Twenty years ago, from July 23rd to July 25th, the attempt to have a third Woodstock music festival (following Woodstock ‘94 and the original Woodstock ‘69) turned out to be nothing short of an unmitigated disaster.
Woodstock ‘99—which was held in Rome, New York, near the site of the first and the iconic Woodstock festival—would come to be known as “the day the music died.” The three-day event, which featured music acts such as Limp Bizkit, Sheryl Crow, Creed, DMX, Jewel, Red Hot Chili Peppers, and Kid Rock, among others.
But it wasn’t the odd lineup on stage that turned Woodstock ‘99 into the weekend of infamy (though it didn’t help), rather the chaos that unfolded on the ground, including riots, fires, and multiple cases of rape and assault.
An unparalleled low point for Generation X pop culture, and our American culture in general, Woodstock ‘99 was a turning point for the music industry. Because of epic music fest misfires like Fyre Festival would lead us to believe that Woodstock ‘99 has been filed away, there are still important lessons that have been learned and need to be upheld.
Safety is Paramount
Woodstock ‘99 was the site of multiple sexual assaults, including alleged rapes in mosh pits. Disturbingly, of the incidents seen and reported, only one of the 44 arrests made at Woodstock ‘99 was charged with sexual assault.
In a more just world, these horrific events would have marked the end of sexual assault at concerts and festivals and women wouldn’t have their bodies and lives put at risk. Tragically, two decades later, this problem is more prevalent than ever.
According to a report in 2018, “More than 90 percent of female concertgoers… experienced being harassed” and “festivals and venues did not have procedures in place to address issues of harassment and assault.”
This disturbing problem is so rampant, particularly at music festivals, that just two years ago, Sweden’s Bråvalla was canceled for the following year due to “reports of four rapes and 23 sexual assaults that allegedly took place on site.”
So what can, and should be done? First and foremost, festivals and their promoters must have zero-tolerance policies made clear to attendees and strictly enforced. Groups like Safer Spaces also encourages concertgoers to not be a bystander and speak up if you see an assault being committed.
Greed is Not Good
Tickets for Woodstock ‘99 were already a steep price of $150 a pop, and the greed didn’t end there. Reports of $4 water bottles and $12 personal pizzas lead to anger and frustration, and throw subpar conditions and non-working ATMs into the mix and it all added up to one big mess.

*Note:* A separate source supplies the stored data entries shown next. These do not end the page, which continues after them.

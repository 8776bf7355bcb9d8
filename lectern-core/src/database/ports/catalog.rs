use async_trait::async_trait;
#[cfg(any(test, feature = "mocks"))]
use mockall::automock;

use lectern_model::{Course, CourseId, CourseStatus, Lecture, LectureId, Section, SectionId};

use crate::error::Result;

#[derive(Debug, Clone)]
pub struct NewCourse {
    pub title: String,
    pub description: String,
}

#[derive(Debug, Clone)]
pub struct NewSection {
    pub course_id: CourseId,
    pub title: String,
    pub description: String,
    /// Dense append position, assigned by the ordering manager.
    pub index: i32,
}

#[derive(Debug, Clone)]
pub struct NewLecture {
    pub section_id: SectionId,
    pub title: String,
    pub description: String,
    pub storage_id: String,
    pub duration_seconds: i32,
    pub index: i32,
}

/// Partial lecture update; `None` fields are left untouched.
#[derive(Debug, Clone, Default)]
pub struct LectureUpdate {
    pub title: Option<String>,
    pub description: Option<String>,
    /// Replacing the video swaps the storage id and duration together.
    pub storage_id: Option<String>,
    pub duration_seconds: Option<i32>,
}

/// Persistence port for the Course -> Section -> Lecture content tree.
///
/// Children are derived queries over a parent-id column; no child arrays are
/// stored. Every listing filters soft-deleted rows and orders by `index`,
/// so the density invariant only concerns the rows these methods return.
#[cfg_attr(any(test, feature = "mocks"), automock)]
#[async_trait]
pub trait CatalogRepository: Send + Sync {
    async fn create_course(&self, new: NewCourse) -> Result<Course>;
    async fn get_course(&self, id: CourseId) -> Result<Option<Course>>;
    async fn set_course_status(&self, id: CourseId, status: CourseStatus) -> Result<Course>;
    async fn set_course_hours(&self, id: CourseId, total_hours: f64) -> Result<()>;

    async fn create_section(&self, new: NewSection) -> Result<Section>;
    async fn get_section(&self, id: SectionId) -> Result<Option<Section>>;
    async fn update_section(
        &self,
        id: SectionId,
        title: Option<String>,
        description: Option<String>,
    ) -> Result<Section>;
    /// Marks the section deleted; surviving siblings keep their indices.
    async fn soft_delete_section(&self, id: SectionId) -> Result<()>;
    /// Non-deleted sections of a course, ordered by index.
    async fn active_sections(&self, course_id: CourseId) -> Result<Vec<Section>>;
    /// Assign `index = position` for each id, as one atomic batch.
    async fn apply_section_order(
        &self,
        course_id: CourseId,
        ordered_ids: Vec<SectionId>,
    ) -> Result<()>;
    async fn set_section_hours(&self, id: SectionId, total_hours: f64) -> Result<()>;

    async fn create_lecture(&self, new: NewLecture) -> Result<Lecture>;
    async fn get_lecture(&self, id: LectureId) -> Result<Option<Lecture>>;
    async fn update_lecture(&self, id: LectureId, update: LectureUpdate) -> Result<Lecture>;
    async fn toggle_free_preview(&self, id: LectureId) -> Result<Lecture>;
    /// Non-deleted lectures of a section, ordered by index.
    async fn active_lectures(&self, section_id: SectionId) -> Result<Vec<Lecture>>;
    async fn apply_lecture_order(
        &self,
        section_id: SectionId,
        ordered_ids: Vec<LectureId>,
    ) -> Result<()>;
    /// Removes the row and closes the index gap by shifting later active
    /// siblings down by one, in the same transaction.
    async fn hard_delete_lecture(&self, id: LectureId) -> Result<()>;

    /// Sum of active lecture durations for one section, in seconds.
    async fn sum_active_lecture_seconds(&self, section_id: SectionId) -> Result<i64>;
    /// Sum of cached active section hours for one course.
    async fn sum_active_section_hours(&self, course_id: CourseId) -> Result<f64>;
    /// Canonical progress denominator: active lectures across the course's
    /// active sections.
    async fn count_active_lectures_in_course(&self, course_id: CourseId) -> Result<i64>;
    /// Whether the course has at least one active section containing at
    /// least one active lecture (publish precondition).
    async fn has_publishable_content(&self, course_id: CourseId) -> Result<bool>;
}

Festivals most certainly haven’t gotten any cheaper, with tickets ranging in the low hundreds to the thousands, if you plan on getting VIP access of any kind. In addition to high concert and/or festival ticket prices, you’ve also got to consider astronomical surcharges, which can be upwards of 37 percent.
While there is little to be done to avoid fees, you can give your money and time to artists like Pearl Jam who make concerted efforts to make sure only fans get tickets and scalpers can’t hike the costs.
Vendor costs for food and beverages at concerts and festivals remains as high as ever, too, so when you can, pack your own food, supplies, and, for goodness sakes, plenty of water.
Don’t Repeat History
Woodstock ‘94 was, for all intents and purposes, a totally fine affair, but it also didn’t have the cultural impact or relevance as the original event. It was ultimately unnecessary and just…there. So, it made sense that promoters thought they could keep it going and have yet another Woodstock.
But the promise of peace, love, and music was shattered at the 1999 festival, which makes the ultimately failed attempt to have a 2019 Woodstock all the more baffling.
Even if his year’s fest turned out to be nothing like the 1999 fiasco, that still doesn’t mean it would have been anything like the original event from 50 years ago. That magic and that moment in time can’t be recreated, nor should it be attempted.
Instead, festivals should focus on the here and now and make events that are fun, safe, and affordable.